● The problem
Search the material below for the string "AccessToken" and copy each line where it appears.
● ● ● ●
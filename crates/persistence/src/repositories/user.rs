//! User repository for database operations.

use sqlx::PgPool;
use uuid::Uuid;

use crate::entities::UserEntity;
use crate::metrics::QueryTimer;

const USER_COLUMNS: &str = "id, email, username, password_hash, first_name, last_name, bio, \
                            avatar_url, created_at, updated_at";

/// Profile fields that may be changed by the user. `None` keeps the value.
#[derive(Debug, Clone, Default)]
pub struct ProfileUpdate<'a> {
    pub first_name: Option<&'a str>,
    pub last_name: Option<&'a str>,
    pub bio: Option<&'a str>,
    pub avatar_url: Option<&'a str>,
}

/// Repository for user-related database operations.
#[derive(Clone)]
pub struct UserRepository {
    pool: PgPool,
}

impl UserRepository {
    /// Creates a new UserRepository with the given connection pool.
    pub fn new(pool: PgPool) -> Self {
        Self { pool }
    }

    /// Find a user by ID.
    pub async fn find_by_id(&self, id: Uuid) -> Result<Option<UserEntity>, sqlx::Error> {
        let timer = QueryTimer::new("find_user_by_id");
        let result = sqlx::query_as::<_, UserEntity>(&format!(
            "SELECT {USER_COLUMNS} FROM users WHERE id = $1"
        ))
        .bind(id)
        .fetch_optional(&self.pool)
        .await;
        timer.finish(result.is_ok());
        result
    }

    /// Find users by IDs, in no particular order.
    pub async fn find_by_ids(&self, ids: &[Uuid]) -> Result<Vec<UserEntity>, sqlx::Error> {
        let timer = QueryTimer::new("find_users_by_ids");
        let result = sqlx::query_as::<_, UserEntity>(&format!(
            "SELECT {USER_COLUMNS} FROM users WHERE id = ANY($1)"
        ))
        .bind(ids)
        .fetch_all(&self.pool)
        .await;
        timer.finish(result.is_ok());
        result
    }

    /// Find a user by email address, case-insensitively.
    pub async fn find_by_email(&self, email: &str) -> Result<Option<UserEntity>, sqlx::Error> {
        let timer = QueryTimer::new("find_user_by_email");
        let result = sqlx::query_as::<_, UserEntity>(&format!(
            "SELECT {USER_COLUMNS} FROM users WHERE LOWER(email) = LOWER($1)"
        ))
        .bind(email)
        .fetch_optional(&self.pool)
        .await;
        timer.finish(result.is_ok());
        result
    }

    /// Directory listing ordered by username. Every pattern must match the
    /// username, email, first name or last name.
    pub async fn search(
        &self,
        patterns: &[String],
        limit: i64,
    ) -> Result<Vec<UserEntity>, sqlx::Error> {
        let timer = QueryTimer::new("search_users");
        let result = sqlx::query_as::<_, UserEntity>(&format!(
            r#"
            SELECT {USER_COLUMNS}
            FROM users
            WHERE NOT EXISTS (
                SELECT 1 FROM unnest($1::text[]) AS term
                WHERE NOT (
                    username ILIKE term OR email ILIKE term
                    OR first_name ILIKE term OR last_name ILIKE term
                )
            )
            ORDER BY username ASC
            LIMIT $2
            "#
        ))
        .bind(patterns)
        .bind(limit)
        .fetch_all(&self.pool)
        .await;
        timer.finish(result.is_ok());
        result
    }

    /// Create a new user account. Duplicate email or username fails with a
    /// unique violation.
    pub async fn create_user(
        &self,
        email: &str,
        username: &str,
        password_hash: &str,
        first_name: &str,
        last_name: &str,
    ) -> Result<UserEntity, sqlx::Error> {
        let timer = QueryTimer::new("create_user");
        let result = sqlx::query_as::<_, UserEntity>(&format!(
            r#"
            INSERT INTO users (email, username, password_hash, first_name, last_name)
            VALUES ($1, $2, $3, $4, $5)
            RETURNING {USER_COLUMNS}
            "#
        ))
        .bind(email)
        .bind(username)
        .bind(password_hash)
        .bind(first_name)
        .bind(last_name)
        .fetch_one(&self.pool)
        .await;
        timer.finish(result.is_ok());
        result
    }

    /// Update the user's profile fields.
    pub async fn update_profile(
        &self,
        id: Uuid,
        update: ProfileUpdate<'_>,
    ) -> Result<Option<UserEntity>, sqlx::Error> {
        let timer = QueryTimer::new("update_user_profile");
        let result = sqlx::query_as::<_, UserEntity>(&format!(
            r#"
            UPDATE users
            SET first_name = COALESCE($2, first_name),
                last_name = COALESCE($3, last_name),
                bio = COALESCE($4, bio),
                avatar_url = COALESCE($5, avatar_url),
                updated_at = NOW()
            WHERE id = $1
            RETURNING {USER_COLUMNS}
            "#
        ))
        .bind(id)
        .bind(update.first_name)
        .bind(update.last_name)
        .bind(update.bio)
        .bind(update.avatar_url)
        .fetch_optional(&self.pool)
        .await;
        timer.finish(result.is_ok());
        result
    }
}
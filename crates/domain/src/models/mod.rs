//! Domain models for Foodfight.

pub mod competition;
pub mod favorite;
pub mod group;
pub mod invitation;
pub mod restaurant;
pub mod search;
pub mod user;

pub use competition::{Competition, CompetitionStatus, Participant};
pub use favorite::FavoriteToggle;
pub use group::{Group, GroupPrivacy, GroupRole, Membership};
pub use invitation::{GroupInvitation, InvitationState, INVITATION_TTL_DAYS};
pub use restaurant::{CriterionScores, Rating, Restaurant};
pub use search::SearchTerms;
pub use user::{User, UserPublic};
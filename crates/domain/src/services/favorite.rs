//! Per-user group favorites.

use tracing::debug;
use uuid::Uuid;

use super::membership::require_membership;
use crate::errors::{DomainError, StoreError};
use crate::models::favorite::FavoriteToggle;
use crate::stores::{FavoriteStore, GroupStore};

/// Flips the favorite flag for (group, user).
///
/// Deletes first and only inserts when nothing was deleted, so concurrent
/// toggles never leave two rows behind.
pub async fn toggle_favorite(
    groups: &dyn GroupStore,
    favorites: &dyn FavoriteStore,
    group_id: Uuid,
    user_id: Uuid,
) -> Result<FavoriteToggle, DomainError> {
    require_membership(groups, group_id, user_id).await?;

    let outcome = if favorites.delete_favorite(group_id, user_id).await? {
        FavoriteToggle::Removed
    } else {
        match favorites.insert_favorite(group_id, user_id).await {
            // A concurrent toggle inserted the same row; the flag is set either way.
            Ok(()) | Err(StoreError::UniqueViolation) => FavoriteToggle::Added,
            Err(e) => return Err(e.into()),
        }
    };

    debug!(group_id = %group_id, user_id = %user_id, outcome = ?outcome, "Favorite toggled");
    Ok(outcome)
}
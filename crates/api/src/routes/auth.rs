//! Authentication routes for registration and login.

use axum::{extract::State, http::StatusCode, Json};
use domain::models::user::{AuthResponse, LoginRequest, RegisterRequest};
use validator::Validate;

use crate::app::AppState;
use crate::error::ApiError;
use crate::middleware::metrics::record_user_registered;
use crate::services::AuthService;

/// Register a new user with email and password.
///
/// POST /api/v1/auth/register
pub async fn register(
    State(state): State<AppState>,
    Json(request): Json<RegisterRequest>,
) -> Result<(StatusCode, Json<AuthResponse>), ApiError> {
    request.validate()?;

    let response = AuthService::new(state.pool.clone(), state.jwt.clone())
        .register(
            &request.email,
            &request.username,
            &request.password,
            request.first_name.as_deref().unwrap_or_default(),
            request.last_name.as_deref().unwrap_or_default(),
        )
        .await?;

    record_user_registered();
    Ok((StatusCode::CREATED, Json(response)))
}

/// Login with email and password.
///
/// POST /api/v1/auth/login
pub async fn login(
    State(state): State<AppState>,
    Json(request): Json<LoginRequest>,
) -> Result<Json<AuthResponse>, ApiError> {
    request.validate()?;

    let response = AuthService::new(state.pool.clone(), state.jwt.clone())
        .login(&request.email, &request.password)
        .await?;

    Ok(Json(response))
}

#[cfg(test)]
mod tests {
    use super::*;
    use fake::faker::internet::en::SafeEmail;
    use fake::Fake;

    fn register_request(password: &str) -> RegisterRequest {
        RegisterRequest {
            email: SafeEmail().fake(),
            username: "burger_boss".to_string(),
            password: password.to_string(),
            first_name: None,
            last_name: None,
        }
    }

    #[test]
    fn test_register_request_validation() {
        assert!(register_request("longenough").validate().is_ok());
        assert!(register_request("short").validate().is_err());
    }

    #[test]
    fn test_login_request_requires_password() {
        let request = LoginRequest {
            email: SafeEmail().fake(),
            password: String::new(),
        };
        assert!(request.validate().is_err());
    }
}
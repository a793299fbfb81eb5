//! Access tokens for Foodfight sessions.
//!
//! Deployments sign with an RS256 key pair from configuration. Every token
//! names `foodfight` as issuer and tokens from any other issuer are rejected.
//! [`JwtConfig::from_secret`] builds an HS256 signer for tests.

use chrono::{DateTime, Duration, Utc};
use jsonwebtoken::errors::ErrorKind;
use jsonwebtoken::{decode, encode, Algorithm, DecodingKey, EncodingKey, Header, Validation};
use serde::{Deserialize, Serialize};
use thiserror::Error;
use uuid::Uuid;

/// Value of the `iss` claim.
pub const TOKEN_ISSUER: &str = "foodfight";

#[derive(Debug, Error)]
pub enum JwtError {
    #[error("Failed to sign token: {0}")]
    Signing(String),

    #[error("Token has expired")]
    Expired,

    #[error("Invalid token")]
    Invalid,

    #[error("Invalid key: {0}")]
    InvalidKey(String),
}

/// Claims carried by a session token.
#[derive(Debug, Clone, PartialEq, Eq, Serialize, Deserialize)]
pub struct Claims {
    /// User ID.
    pub sub: String,
    pub iss: String,
    pub iat: i64,
    pub exp: i64,
    pub jti: String,
}

impl Claims {
    /// The authenticated user. A subject that is not a UUID makes the token invalid.
    pub fn user_id(&self) -> Result<Uuid, JwtError> {
        Uuid::parse_str(&self.sub).map_err(|_| JwtError::Invalid)
    }
}

/// A freshly signed token.
#[derive(Debug, Clone)]
pub struct AccessToken {
    pub token: String,
    pub jti: String,
    pub expires_at: DateTime<Utc>,
}

#[derive(Clone)]
pub struct JwtConfig {
    encoding_key: EncodingKey,
    decoding_key: DecodingKey,
    algorithm: Algorithm,
    pub access_token_expiry_secs: i64,
    /// Tolerated clock skew.
    pub leeway_secs: u64,
}

impl std::fmt::Debug for JwtConfig {
    fn fmt(&self, f: &mut std::fmt::Formatter<'_>) -> std::fmt::Result {
        f.debug_struct("JwtConfig")
            .field("algorithm", &self.algorithm)
            .field("access_token_expiry_secs", &self.access_token_expiry_secs)
            .field("leeway_secs", &self.leeway_secs)
            .finish_non_exhaustive()
    }
}

impl JwtConfig {
    pub fn from_rsa_pem(
        private_key_pem: &str,
        public_key_pem: &str,
        access_token_expiry_secs: i64,
        leeway_secs: u64,
    ) -> Result<Self, JwtError> {
        let encoding_key = EncodingKey::from_rsa_pem(private_key_pem.as_bytes())
            .map_err(|e| JwtError::InvalidKey(format!("private key: {}", e)))?;
        let decoding_key = DecodingKey::from_rsa_pem(public_key_pem.as_bytes())
            .map_err(|e| JwtError::InvalidKey(format!("public key: {}", e)))?;

        Ok(Self {
            encoding_key,
            decoding_key,
            algorithm: Algorithm::RS256,
            access_token_expiry_secs,
            leeway_secs,
        })
    }

    /// HS256 with a shared secret, for tests.
    pub fn from_secret(secret: &str, access_token_expiry_secs: i64) -> Self {
        Self {
            encoding_key: EncodingKey::from_secret(secret.as_bytes()),
            decoding_key: DecodingKey::from_secret(secret.as_bytes()),
            algorithm: Algorithm::HS256,
            access_token_expiry_secs,
            leeway_secs: 0,
        }
    }

    /// Signs a session token for `user_id` valid from `now`.
    pub fn issue(&self, user_id: Uuid, now: DateTime<Utc>) -> Result<AccessToken, JwtError> {
        let expires_at = now + Duration::seconds(self.access_token_expiry_secs);
        let claims = Claims {
            sub: user_id.to_string(),
            iss: TOKEN_ISSUER.to_string(),
            iat: now.timestamp(),
            exp: expires_at.timestamp(),
            jti: Uuid::new_v4().to_string(),
        };

        let token = encode(&Header::new(self.algorithm), &claims, &self.encoding_key)
            .map_err(|e| JwtError::Signing(e.to_string()))?;

        Ok(AccessToken {
            token,
            jti: claims.jti,
            expires_at,
        })
    }

    /// Checks signature, issuer and expiry.
    pub fn verify(&self, token: &str) -> Result<Claims, JwtError> {
        let mut validation = Validation::new(self.algorithm);
        validation.leeway = self.leeway_secs;
        validation.set_issuer(&[TOKEN_ISSUER]);
        validation.set_required_spec_claims(&["exp", "iss", "sub"]);

        decode::<Claims>(token, &self.decoding_key, &validation)
            .map(|data| data.claims)
            .map_err(|e| match e.kind() {
                ErrorKind::ExpiredSignature => JwtError::Expired,
                _ => JwtError::Invalid,
            })
    }
}

#[cfg(test)]
mod tests {
    use super::*;

    fn signer() -> JwtConfig {
        JwtConfig::from_secret("supper-club-test-secret", 900)
    }

    #[test]
    fn test_issue_then_verify() {
        let jwt = signer();
        let user_id = Uuid::new_v4();
        let now = Utc::now();

        let issued = jwt.issue(user_id, now).unwrap();
        let claims = jwt.verify(&issued.token).unwrap();

        assert_eq!(claims.user_id().unwrap(), user_id);
        assert_eq!(claims.iss, TOKEN_ISSUER);
        assert_eq!(claims.jti, issued.jti);
        assert_eq!(claims.exp - claims.iat, 900);
        assert_eq!(issued.expires_at.timestamp(), claims.exp);
    }

    #[test]
    fn test_expired_token() {
        let jwt = signer();
        let issued = jwt
            .issue(Uuid::new_v4(), Utc::now() - Duration::hours(1))
            .unwrap();

        assert!(matches!(jwt.verify(&issued.token), Err(JwtError::Expired)));
    }

    #[test]
    fn test_foreign_signature_rejected() {
        let issued = JwtConfig::from_secret("someone-else", 900)
            .issue(Uuid::new_v4(), Utc::now())
            .unwrap();

        assert!(matches!(signer().verify(&issued.token), Err(JwtError::Invalid)));
    }

    #[test]
    fn test_foreign_issuer_rejected() {
        let jwt = signer();
        let claims = Claims {
            sub: Uuid::new_v4().to_string(),
            iss: "elsewhere".to_string(),
            iat: Utc::now().timestamp(),
            exp: (Utc::now() + Duration::minutes(5)).timestamp(),
            jti: "x".to_string(),
        };
        let token = encode(
            &Header::new(Algorithm::HS256),
            &claims,
            &EncodingKey::from_secret(b"supper-club-test-secret"),
        )
        .unwrap();

        assert!(matches!(jwt.verify(&token), Err(JwtError::Invalid)));
    }

    #[test]
    fn test_non_uuid_subject() {
        let claims = Claims {
            sub: "eve".to_string(),
            iss: TOKEN_ISSUER.to_string(),
            iat: 0,
            exp: 0,
            jti: String::new(),
        };
        assert!(matches!(claims.user_id(), Err(JwtError::Invalid)));
    }

    #[test]
    fn test_garbage_and_bad_keys() {
        assert!(matches!(signer().verify("not_a_jwt"), Err(JwtError::Invalid)));
        assert!(matches!(
            JwtConfig::from_rsa_pem("nope", "nope", 3600, 30),
            Err(JwtError::InvalidKey(_))
        ));
    }

    #[test]
    fn test_each_token_gets_its_own_jti() {
        let jwt = signer();
        let user_id = Uuid::new_v4();
        let now = Utc::now();

        assert_ne!(
            jwt.issue(user_id, now).unwrap().jti,
            jwt.issue(user_id, now).unwrap().jti
        );
    }
}
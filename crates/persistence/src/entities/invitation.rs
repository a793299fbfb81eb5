//! Group invitation entity (database row mapping).

use chrono::{DateTime, Utc};
use domain::models::invitation::GroupInvitation;
use sqlx::FromRow;
use uuid::Uuid;

/// Database row mapping for the group_invitations table.
#[derive(Debug, Clone, FromRow)]
pub struct GroupInvitationEntity {
    pub token: Uuid,
    pub group_id: Uuid,
    pub created_by: Uuid,
    pub created_at: DateTime<Utc>,
    pub expires_at: Option<DateTime<Utc>>,
    pub is_active: bool,
}

impl From<GroupInvitationEntity> for GroupInvitation {
    fn from(entity: GroupInvitationEntity) -> Self {
        Self {
            token: entity.token,
            group_id: entity.group_id,
            created_by: entity.created_by,
            created_at: entity.created_at,
            expires_at: entity.expires_at,
            is_active: entity.is_active,
        }
    }
}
● ● ● ●
● Answer to this exercise
pub struct AccessToken {
    pub fn issue(&self, user_id: Uuid, now: DateTime<Utc>) -> Result<AccessToken, JwtError> {
        Ok(AccessToken {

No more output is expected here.